Exercise goal
Give the lines below again exactly, starting with the line that holds "result.map(|_| report)" and going on through the line that holds "report.transition_to(BuildPhase::Cvap);".

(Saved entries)
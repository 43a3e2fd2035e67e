//! Package build pipeline
//!
//! Sequences one state's build: download → tabulate → layers → CVAP →
//! voter file → equivalency files. Each phase owns a slice of the 0-100
//! progress range and checks for cancellation between units of work.
//!
//! The package database is opened separately for each phase that writes to
//! it. An existing package is extended rather than replaced.

use crate::error::PipelineError;
use crate::models::{BuildPhase, BuildReport, BuildRequest};
use crate::services::archive::{extract_archive, find_with_suffix};
use crate::services::census_sources::{cvap_url, pl_archive_url, tiger_url};
use crate::services::cvap::CvapProcessor;
use crate::services::downloader::{CensusDownloader, DownloadError};
use crate::services::equivalency::import_equivalency;
use crate::services::geometry::{dissolve_blocks, join_tabulation, load_shapefile, Feature};
use crate::services::package_writer::write_layer;
use crate::services::tabulation::{TabulationLoader, TabulationTable};
use crate::services::voter_file::import_voter_file;
use rdpkg_common::db::{create_package, open_package};
use rdpkg_common::geography::{Geography, GeographyCatalog};
use rdpkg_common::Progress;
use sqlx::SqlitePool;
use std::collections::HashMap;
use std::path::{Path, PathBuf};
use tracing::{error, info, warn};

/// Build a package; `Ok(true)` when every phase succeeded
///
/// Only cancellation and failure to create or open the package file are
/// returned as errors. Any other failure is logged and reported as
/// `Ok(false)`.
pub async fn build_package(request: &BuildRequest, progress: &Progress) -> Result<bool, PipelineError> {
    match run_build(request, progress).await {
        Ok(report) => {
            let failed: Vec<&str> = report.failed_layers().map(|l| l.table.as_str()).collect();
            if !failed.is_empty() {
                error!(state = %report.state, layers = ?failed, "Build finished with failed layers");
                return Ok(false);
            }
            Ok(true)
        }
        Err(e @ PipelineError::Cancelled) | Err(e @ PipelineError::PackageCreation(_)) => Err(e),
        Err(e) => {
            error!(state = %request.state.code(), error = %e, "Build failed");
            Ok(false)
        }
    }
}

/// Run a build and return its report
pub async fn run_build(request: &BuildRequest, progress: &Progress) -> Result<BuildReport, PipelineError> {
    let state = &request.state;
    let mut report = BuildReport::new(state.code(), state.year.as_str(), state.gpkg_path.clone());
    progress.checkpoint(0.0)?;

    let catalog = GeographyCatalog::new();
    let geographies: Vec<&Geography> = catalog
        .applicable(state.code())
        .filter(|g| request.wants(g.code))
        .collect();
    if let Some(requested) = &request.geographies {
        for code in requested {
            catalog.get(code)?;
        }
    }
    info!(
        state = %state.code(),
        year = %state.year,
        package = %state.gpkg_path.display(),
        layers = geographies.len(),
        "Starting package build"
    );

    // Package file first: failure here is the one unrecoverable error
    let pool = acquire_package(&state.gpkg_path, true).await?;
    pool.close().await;

    let result = run_phases(request, &catalog, &geographies, &mut report, progress).await;
    match &result {
        Ok(()) => {
            report.transition_to(BuildPhase::Completed);
            info!(
                state = %state.code(),
                layers = report.layers.len(),
                warnings = report.warnings.len(),
                "Package build completed"
            );
        }
        Err(PipelineError::Cancelled) => {
            report.transition_to(BuildPhase::Cancelled);
            warn!(state = %state.code(), phase = ?report.phase, "Package build cancelled");
        }
        Err(_) => report.transition_to(BuildPhase::Failed),
    }
    result.map(|_| report)
}

async fn acquire_package(path: &Path, create: bool) -> Result<SqlitePool, PipelineError> {
    let pool = if create && !path.exists() {
        create_package(path).await
    } else {
        open_package(path).await
    };
    pool.map_err(PipelineError::PackageCreation)
}

/// Downloaded and extracted inputs
struct Inputs {
    pl_dir: PathBuf,
    /// Geography code → extracted `.shp`
    shapefiles: HashMap<String, PathBuf>,
    cvap_files: Option<Vec<PathBuf>>,
}

async fn run_phases(
    request: &BuildRequest,
    catalog: &GeographyCatalog,
    geographies: &[&Geography],
    report: &mut BuildReport,
    progress: &Progress,
) -> Result<(), PipelineError> {
    let state = &request.state;
    let scoped = |phase: BuildPhase| {
        let (from, to) = phase.progress_range();
        progress.scoped(from, to)
    };

    report.transition_to(BuildPhase::Downloading);
    let inputs = download_inputs(request, geographies, report, &scoped(BuildPhase::Downloading)).await?;

    report.transition_to(BuildPhase::Tabulating);
    let tabulating = scoped(BuildPhase::Tabulating);
    tabulating.checkpoint(0.0)?;
    let table = TabulationLoader::new(catalog, state.code(), state.year).load(&inputs.pl_dir)?;
    for geography in geographies {
        let rows: usize = geography.summary_levels.iter().map(|s| table.rows_at(s).count()).sum();
        if rows == 0 {
            warn!(geography = geography.code, "No tabulation rows at this level");
            report.warnings.push(format!("{}: no tabulation rows", geography.code));
        }
    }
    tabulating.checkpoint(100.0)?;

    report.transition_to(BuildPhase::WritingLayers);
    write_layers(request, catalog, geographies, &inputs, &table, report, &scoped(BuildPhase::WritingLayers)).await?;
    drop(table);

    report.transition_to(BuildPhase::Cvap);
    let cvap_progress = scoped(BuildPhase::Cvap);
    match inputs.cvap_files {
        Some(files) => {
            let pool = acquire_package(&state.gpkg_path, false).await?;
            let result = CvapProcessor::new(&pool, catalog, state, files)
                .process(&cvap_progress)
                .await;
            pool.close().await;
            report.cvap = result?;
        }
        None => cvap_progress.checkpoint(100.0)?,
    }

    let block_table = catalog.block().table_name(state.year);

    report.transition_to(BuildPhase::VoterFile);
    let voter_progress = scoped(BuildPhase::VoterFile);
    if let Some(path) = &request.voter_file {
        let pool = acquire_package(&state.gpkg_path, false).await?;
        let result = import_voter_file(&pool, &block_table, state.year, path, &voter_progress).await;
        pool.close().await;
        report.voter_file_imported = result?;
    }
    voter_progress.checkpoint(100.0)?;

    report.transition_to(BuildPhase::Equivalency);
    let equivalency_progress = scoped(BuildPhase::Equivalency);
    let files = request.equivalency.len();
    for (i, file) in request.equivalency.iter().enumerate() {
        let slice = equivalency_progress.scoped(
            100.0 * i as f64 / files as f64,
            100.0 * (i + 1) as f64 / files as f64,
        );
        let pool = acquire_package(&state.gpkg_path, false).await?;
        let result = import_equivalency(&pool, &block_table, file, &slice).await;
        pool.close().await;
        if result? {
            report.equivalency_imported += 1;
        }
    }
    equivalency_progress.checkpoint(100.0)?;

    progress.checkpoint(100.0)?;
    Ok(())
}

fn extraction_dir(request: &BuildRequest, kind: &str) -> PathBuf {
    request
        .config
        .cache_dir
        .join("extracted")
        .join(format!("{}{}", request.state.code().to_ascii_lowercase(), request.state.year))
        .join(kind)
}

async fn download_inputs(
    request: &BuildRequest,
    geographies: &[&Geography],
    report: &mut BuildReport,
    progress: &Progress,
) -> Result<Inputs, PipelineError> {
    let state = &request.state;
    let base = request.config.census_base_url.as_str();
    let downloader = CensusDownloader::new(&request.config)?;

    let tiger_layers: Vec<&&Geography> = geographies
        .iter()
        .filter(|g| g.shapefile.is_some() && request.shapefile_for(g.code).is_none())
        .collect();
    let total = tiger_layers.len() + 2;
    let mut done = 0usize;

    let pl_archive = downloader.fetch(&pl_archive_url(base, state.info, state.year)).await?;
    let pl_dir = extraction_dir(request, "pl");
    extract_archive(&pl_archive, &pl_dir)?;
    done += 1;
    progress.step(done, total)?;

    let mut shapefiles: HashMap<String, PathBuf> = request
        .shapefiles
        .iter()
        .map(|s| (s.layer.clone(), s.path.clone()))
        .collect();

    for geography in tiger_layers {
        let Some(layer) = geography.shapefile else {
            continue;
        };
        let url = tiger_url(base, state.info, state.year, layer);
        match downloader.fetch(&url).await {
            Ok(archive) => {
                let files = extract_archive(&archive, &extraction_dir(request, layer))?;
                match find_with_suffix(&files, ".shp") {
                    Some(shp) => {
                        shapefiles.insert(geography.code.to_string(), shp);
                    }
                    None => {
                        warn!(layer, "TIGER archive has no .shp, will dissolve");
                        report.warnings.push(format!("{}: no shapefile in archive", geography.code));
                    }
                }
            }
            Err(DownloadError::NotFound(url)) if !geography.is_block() => {
                warn!(geography = geography.code, url = %url, "No TIGER file published, will dissolve");
            }
            Err(e) => return Err(e.into()),
        }
        done += 1;
        progress.step(done, total)?;
    }

    let cvap_year = request.cvap_year();
    let cvap_files = match downloader.fetch(&cvap_url(base, cvap_year)).await {
        Ok(archive) => Some(extract_archive(&archive, &extraction_dir(request, &format!("cvap{}", cvap_year)))?),
        Err(e) => {
            warn!(cvap_year, error = %e, "CVAP estimates unavailable, skipping CVAP");
            report.warnings.push(format!("cvap {}: {}", cvap_year, e));
            None
        }
    };
    progress.step(total, total)?;

    Ok(Inputs {
        pl_dir,
        shapefiles,
        cvap_files,
    })
}

async fn write_layers(
    request: &BuildRequest,
    catalog: &GeographyCatalog,
    geographies: &[&Geography],
    inputs: &Inputs,
    table: &TabulationTable,
    report: &mut BuildReport,
    progress: &Progress,
) -> Result<(), PipelineError> {
    let year = request.state.year;
    let block = catalog.block();
    let block_sumlev = block.summary_levels.first().copied().unwrap_or("750");

    let block_path = inputs
        .shapefiles
        .get(block.code)
        .ok_or_else(|| PipelineError::Layer {
            table: block.table_name(year),
            message: "no block shapefile".to_string(),
        })?;
    let blocks: Vec<Feature> = load_shapefile(block_path, year)?;
    progress.checkpoint(5.0)?;

    let pool = acquire_package(&request.state.gpkg_path, false).await?;
    let total = geographies.len();
    for (i, geography) in geographies.iter().enumerate() {
        let features = if geography.is_block() {
            blocks.clone()
        } else {
            match inputs.shapefiles.get(geography.code) {
                Some(path) => load_shapefile(path, year)?,
                None => {
                    info!(geography = geography.code, "Dissolving blocks");
                    dissolve_blocks(geography, &blocks, table, block_sumlev)
                }
            }
        };

        let records = join_tabulation(geography, year, features, table);
        let outcome = write_layer(&pool, geography, year, records).await;
        if !outcome.success {
            report
                .warnings
                .push(format!("{}: {}", outcome.table, outcome.error.clone().unwrap_or_default()));
            if geography.is_block() {
                pool.close().await;
                return Err(PipelineError::Layer {
                    table: outcome.table,
                    message: outcome.error.unwrap_or_default(),
                });
            }
        }
        report.layers.push(outcome);
        progress.scoped(5.0, 100.0).step(i + 1, total)?;
    }
    pool.close().await;
    Ok(())
}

Answer section
    result.map(|_| report)
}

async fn acquire_package(path: &Path, create: bool) -> Result<SqlitePool, PipelineError> {
    let pool = if create && !path.exists() {
        create_package(path).await
    } else {
        open_package(path).await
    };
    pool.map_err(PipelineError::PackageCreation)
}

/// Downloaded and extracted inputs
struct Inputs {
    pl_dir: PathBuf,
    /// Geography code → extracted `.shp`
    shapefiles: HashMap<String, PathBuf>,
    cvap_files: Option<Vec<PathBuf>>,
}

async fn run_phases(
    request: &BuildRequest,
    catalog: &GeographyCatalog,
    geographies: &[&Geography],
    report: &mut BuildReport,
    progress: &Progress,
) -> Result<(), PipelineError> {
    let state = &request.state;
    let scoped = |phase: BuildPhase| {
        let (from, to) = phase.progress_range();
        progress.scoped(from, to)
    };

    report.transition_to(BuildPhase::Downloading);
    let inputs = download_inputs(request, geographies, report, &scoped(BuildPhase::Downloading)).await?;

    report.transition_to(BuildPhase::Tabulating);
    let tabulating = scoped(BuildPhase::Tabulating);
    tabulating.checkpoint(0.0)?;
    let table = TabulationLoader::new(catalog, state.code(), state.year).load(&inputs.pl_dir)?;
    for geography in geographies {
        let rows: usize = geography.summary_levels.iter().map(|s| table.rows_at(s).count()).sum();
        if rows == 0 {
            warn!(geography = geography.code, "No tabulation rows at this level");
            report.warnings.push(format!("{}: no tabulation rows", geography.code));
        }
    }
    tabulating.checkpoint(100.0)?;

    report.transition_to(BuildPhase::WritingLayers);
    write_layers(request, catalog, geographies, &inputs, &table, report, &scoped(BuildPhase::WritingLayers)).await?;
    drop(table);

    report.transition_to(BuildPhase::Cvap);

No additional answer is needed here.